_Exercise brief_: Retype the data below in full, keeping every character as it is.
======== Available records
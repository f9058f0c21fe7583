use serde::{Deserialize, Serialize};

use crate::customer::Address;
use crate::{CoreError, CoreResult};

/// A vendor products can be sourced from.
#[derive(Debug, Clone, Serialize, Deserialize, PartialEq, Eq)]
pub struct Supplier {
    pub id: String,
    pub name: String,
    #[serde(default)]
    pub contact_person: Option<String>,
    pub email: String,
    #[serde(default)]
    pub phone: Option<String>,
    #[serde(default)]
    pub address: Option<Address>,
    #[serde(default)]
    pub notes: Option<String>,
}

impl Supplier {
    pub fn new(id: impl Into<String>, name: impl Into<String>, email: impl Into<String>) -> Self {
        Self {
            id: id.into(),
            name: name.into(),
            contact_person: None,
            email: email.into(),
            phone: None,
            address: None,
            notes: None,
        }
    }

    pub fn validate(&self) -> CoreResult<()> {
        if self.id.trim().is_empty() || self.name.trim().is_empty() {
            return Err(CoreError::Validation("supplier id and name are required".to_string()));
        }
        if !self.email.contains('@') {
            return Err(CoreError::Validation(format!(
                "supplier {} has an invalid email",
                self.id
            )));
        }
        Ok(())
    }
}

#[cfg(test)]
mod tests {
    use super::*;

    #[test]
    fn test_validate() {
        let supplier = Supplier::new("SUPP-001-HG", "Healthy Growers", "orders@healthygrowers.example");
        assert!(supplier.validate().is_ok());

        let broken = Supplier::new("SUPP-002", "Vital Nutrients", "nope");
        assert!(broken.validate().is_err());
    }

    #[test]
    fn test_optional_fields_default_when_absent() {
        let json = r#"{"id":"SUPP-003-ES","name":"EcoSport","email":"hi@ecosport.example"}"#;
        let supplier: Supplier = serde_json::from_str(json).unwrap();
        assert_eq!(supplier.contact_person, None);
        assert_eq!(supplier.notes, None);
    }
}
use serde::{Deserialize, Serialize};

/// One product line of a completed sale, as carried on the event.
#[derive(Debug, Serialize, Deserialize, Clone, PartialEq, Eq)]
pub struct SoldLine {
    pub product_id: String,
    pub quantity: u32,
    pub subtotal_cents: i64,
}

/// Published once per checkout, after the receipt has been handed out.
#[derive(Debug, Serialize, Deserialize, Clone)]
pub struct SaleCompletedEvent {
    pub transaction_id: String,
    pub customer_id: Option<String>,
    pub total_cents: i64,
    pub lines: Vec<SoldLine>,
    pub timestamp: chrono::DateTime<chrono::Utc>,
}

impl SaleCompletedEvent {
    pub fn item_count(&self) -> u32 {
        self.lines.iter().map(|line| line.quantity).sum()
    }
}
================
_Solution below_:
repository f9058f0c21fe7583
use serde::{Deserialize, Serialize};

use crate::customer::Address;
use crate::{CoreError, CoreResult};

/// A vendor products can be sourced from.
#[derive(Debug, Clone, Serialize, Deserialize, PartialEq, Eq)]
pub struct Supplier {
    pub id: String,
    pub name: String,
    #[serde(default)]
    pub contact_person: Option<String>,
    pub email: String,
    #[serde(default)]
    pub phone: Option<String>,
    #[serde(default)]
    pub address: Option<Address>,
    #[serde(default)]
    pub notes: Option<String>,
}

impl Supplier {
    pub fn new(id: impl Into<String>, name: impl Into<String>, email: impl Into<String>) -> Self {
        Self {
            id: id.into(),
            name: name.into(),
            contact_person: None,
            email: email.into(),
            phone: None,
            address: None,
            notes: None,
        }
    }

    pub fn validate(&self) -> CoreResult<()> {
        if self.id.trim().is_empty() || self.name.trim().is_empty() {
            return Err(CoreError::Validation("supplier id and name are required".to_string()));
        }
        if !self.email.contains('@') {
            return Err(CoreError::Validation(format!(
                "supplier {} has an invalid email",
                self.id
            )));
        }
        Ok(())
    }
}

#[cfg(test)]
mod tests {
    use super::*;

    #[test]
    fn test_validate() {
        let supplier = Supplier::new("SUPP-001-HG", "Healthy Growers", "orders@healthygrowers.example");
        assert!(supplier.validate().is_ok());

        let broken = Supplier::new("SUPP-002", "Vital Nutrients", "nope");
        assert!(broken.validate().is_err());
    }

    #[test]
    fn test_optional_fields_default_when_absent() {
        let json = r#"{"id":"SUPP-003-ES","name":"EcoSport","email":"hi@ecosport.example"}"#;
        let supplier: Supplier = serde_json::from_str(json).unwrap();
        assert_eq!(supplier.contact_person, None);
        assert_eq!(supplier.notes, None);
    }
}
use serde::{Deserialize, Serialize};

/// One product line of a completed sale, as carried on the event.
#[derive(Debug, Serialize, Deserialize, Clone, PartialEq, Eq)]
pub struct SoldLine {
    pub product_id: String,
    pub quantity: u32,
    pub subtotal_cents: i64,
}

/// Published once per checkout, after the receipt has been handed out.
#[derive(Debug, Serialize, Deserialize, Clone)]
pub struct SaleCompletedEvent {
    pub transaction_id: String,
    pub customer_id: Option<String>,
    pub total_cents: i64,
    pub lines: Vec<SoldLine>,
    pub timestamp: chrono::DateTime<chrono::Utc>,
}

impl SaleCompletedEvent {
    pub fn item_count(&self) -> u32 {
        self.lines.iter().map(|line| line.quantity).sum()
    }
}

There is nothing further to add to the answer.